▸ **Exercise directions**:
Return the data below exactly, but only from the line containing "document whose stored" through the line containing "let fields = match", with both of those lines included.

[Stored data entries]
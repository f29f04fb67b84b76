// Copyright (C) 2024 Lattice Search, Inc.
//
// Lattice Search is offered under the AGPL v3.0 and as commercial software.
// For commercial licensing, contact us at hello@latticesearch.io.
//
// AGPL:
// This program is free software: you can redistribute it and/or modify
// it under the terms of the GNU Affero General Public License as
// published by the Free Software Foundation, either version 3 of the
// License, or (at your option) any later version.
//
// This program is distributed in the hope that it will be useful,
// but WITHOUT ANY WARRANTY; without even the implied warranty of
// MERCHANTABILITY or FITNESS FOR A PARTICULAR PURPOSE. See the
// GNU Affero General Public License for more details.
//
// You should have received a copy of the GNU Affero General Public License
// along with this program. If not, see <http://www.gnu.org/licenses/>.

//! The Hydrator (§4.4): turns the collector's in-flight `Document`s into
//! wire `Hit`s by reading `returnFields` off the owning segment's stored
//! fields, in the order the caller declared them. A document whose stored
//! fields fail to read is dropped from the page rather than failing the
//! whole request (§4.4 edge case); `HydratedPage::dropped` tells the caller
//! how many, so it can bump an error counter.

use std::collections::{HashMap, HashSet};

use lattice_schema::{FieldValue, IndexReader};

use crate::collector::Document;
use crate::wire::{GlobalDocId, Hit, SortKeyValue};

/// One namespace's declared return fields, keyed by the foreign-key field
/// name under which its documents were attached (matches
/// `Document::children`'s keys), so hydrating a child doesn't require
/// threading its namespace name through separately.
pub type ChildReturnFields = HashMap<String, Vec<String>>;

/// A page of hydrated hits plus the flat pool their `child_document_offsets`
/// index into (§6.1 FLAT_NORMALIZED).
pub struct HydratedPage {
    pub hits: Vec<Hit>,
    pub children: Vec<Hit>,
    /// Number of top-level documents dropped because their stored fields
    /// failed to read.
    pub dropped: u64,
}

/// Hydrates one shard's page of collected documents (§4.4). `shard_id` is
/// stitched into every `Hit`/`GlobalDocId` so the broker's merge can
/// tie-break across shards without the hydrator knowing about other shards.
pub fn hydrate(
    shard_id: u32,
    documents: Vec<Document>,
    index: &dyn IndexReader,
    return_fields: &[String],
    child_return_fields: &ChildReturnFields,
) -> HydratedPage {
    let mut children = Vec::new();
    let mut hits = Vec::with_capacity(documents.len());
    let mut dropped = 0u64;

    for doc in documents {
        let fields = match hydrate_fields(index, doc.leaf_ord, doc.leaf_doc_id, return_fields) {
            Ok(fields) => fields,
            Err(()) => {
                dropped += 1;
                continue;
            }
        };

        let mut child_document_offsets = HashMap::new();
        for (fk_field, child_docs) in &doc.children {
            let fields_for_child = child_return_fields.get(fk_field).map(Vec::as_slice).unwrap_or(&[]);
            let mut offsets = Vec::with_capacity(child_docs.len());
            for child in child_docs {
                let child_fields = match hydrate_fields(index, child.leaf_ord, child.leaf_doc_id, fields_for_child) {
                    Ok(fields) => fields,
                    Err(()) => continue,
                };
                offsets.push(children.len());
                children.push(Hit {
                    primary_key: child.primary_key.clone(),
                    global_doc_id: child.global_doc_id,
                    shard_id,
                    score: child.score,
                    sort_key: SortKeyValue {
                        components: child.sort_key.clone(),
                        doc_id: GlobalDocId {
                            shard_id,
                            global_doc_id: child.global_doc_id,
                        },
                    },
                    fields: child_fields,
                    child_document_offsets: HashMap::new(),
                    group_members: Vec::new(),
                });
            }
            if !offsets.is_empty() {
                child_document_offsets.insert(fk_field.clone(), offsets);
            }
        }

        let mut group_members = Vec::with_capacity(doc.group_members.len());
        for member in &doc.group_members {
            let member_fields = match hydrate_fields(index, member.leaf_ord, member.leaf_doc_id, return_fields) {
                Ok(fields) => fields,
                Err(()) => continue,
            };
            group_members.push(Hit {
                primary_key: member.primary_key.clone(),
                global_doc_id: member.global_doc_id,
                shard_id,
                score: member.score,
                sort_key: SortKeyValue {
                    components: member.sort_key.clone(),
                    doc_id: GlobalDocId {
                        shard_id,
                        global_doc_id: member.global_doc_id,
                    },
                },
                fields: member_fields,
                child_document_offsets: HashMap::new(),
                group_members: Vec::new(),
            });
        }

        hits.push(Hit {
            primary_key: doc.primary_key,
            global_doc_id: doc.global_doc_id,
            shard_id,
            score: doc.score,
            sort_key: SortKeyValue {
                components: doc.sort_key,
                doc_id: GlobalDocId {
                    shard_id,
                    global_doc_id: doc.global_doc_id,
                },
            },
            fields,
            child_document_offsets,
            group_members,
        });
    }

    HydratedPage { hits, children, dropped }
}

/// Reads `return_fields` off one document's stored-fields store. An empty
/// `return_fields` is a request for no payload, not an error, so it returns
/// `Ok` without touching the segment at all.
fn hydrate_fields(
    index: &dyn IndexReader,
    leaf_ord: u32,
    leaf_doc_id: u32,
    return_fields: &[String],
) -> Result<HashMap<String, FieldValue>, ()> {
    if return_fields.is_empty() {
        return Ok(HashMap::new());
    }
    let segment = index.leaves().get(leaf_ord as usize).ok_or(())?;
    let requested: HashSet<String> = return_fields.iter().cloned().collect();
    segment.stored_fields().document(leaf_doc_id, &requested).map_err(|_| ())
}

#[cfg(test)]
mod tests {
    use lattice_schema::testing::{FakeDoc, InMemoryIndexReader, InMemorySegment};
    use lattice_schema::FieldValue;

    use super::*;

    fn fixture() -> InMemoryIndexReader {
        let mut fields = HashMap::new();
        fields.insert("title".to_string(), FieldValue::String("widget".to_string()));
        InMemoryIndexReader::new(vec![InMemorySegment::new(vec![FakeDoc::new("p1", fields)])])
    }

    #[test]
    fn hydrates_requested_fields_only() {
        let index = fixture();
        let doc = Document {
            leaf_ord: 0,
            leaf_doc_id: 0,
            global_doc_id: 0,
            primary_key: "p1".to_string(),
            score: 1.0,
            sort_key: vec![0],
            children: HashMap::new(),
            group_members: Vec::new(),
        };
        let page = hydrate(0, vec![doc], &index, &["title".to_string()], &HashMap::new());
        assert_eq!(page.hits.len(), 1);
        assert_eq!(page.dropped, 0);
        assert_eq!(page.hits[0].fields.get("title"), Some(&FieldValue::String("widget".to_string())));
        assert!(page.hits[0].fields.get("unused").is_none());
    }

    #[test]
    fn drops_documents_whose_segment_is_out_of_range() {
        let index = fixture();
        let doc = Document {
            leaf_ord: 7,
            leaf_doc_id: 0,
            global_doc_id: 0,
            primary_key: "ghost".to_string(),
            score: 0.0,
            sort_key: vec![],
            children: HashMap::new(),
            group_members: Vec::new(),
        };
        let page = hydrate(0, vec![doc], &index, &["title".to_string()], &HashMap::new());
        assert_eq!(page.hits.len(), 0);
        assert_eq!(page.dropped, 1);
    }
}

▸ **Task solution**:
//! fields, in the order the caller declared them. A document whose stored
//! fields fail to read is dropped from the page rather than failing the
//! whole request (§4.4 edge case); `HydratedPage::dropped` tells the caller
//! how many, so it can bump an error counter.

use std::collections::{HashMap, HashSet};

use lattice_schema::{FieldValue, IndexReader};

use crate::collector::Document;
use crate::wire::{GlobalDocId, Hit, SortKeyValue};

/// One namespace's declared return fields, keyed by the foreign-key field
/// name under which its documents were attached (matches
/// `Document::children`'s keys), so hydrating a child doesn't require
/// threading its namespace name through separately.
pub type ChildReturnFields = HashMap<String, Vec<String>>;

/// A page of hydrated hits plus the flat pool their `child_document_offsets`
/// index into (§6.1 FLAT_NORMALIZED).
pub struct HydratedPage {
    pub hits: Vec<Hit>,
    pub children: Vec<Hit>,
    /// Number of top-level documents dropped because their stored fields
    /// failed to read.
    pub dropped: u64,
}

/// Hydrates one shard's page of collected documents (§4.4). `shard_id` is
/// stitched into every `Hit`/`GlobalDocId` so the broker's merge can
/// tie-break across shards without the hydrator knowing about other shards.
pub fn hydrate(
    shard_id: u32,
    documents: Vec<Document>,
    index: &dyn IndexReader,
    return_fields: &[String],
    child_return_fields: &ChildReturnFields,
) -> HydratedPage {
    let mut children = Vec::new();
    let mut hits = Vec::with_capacity(documents.len());
    let mut dropped = 0u64;

    for doc in documents {
        let fields = match hydrate_fields(index, doc.leaf_ord, doc.leaf_doc_id, return_fields) {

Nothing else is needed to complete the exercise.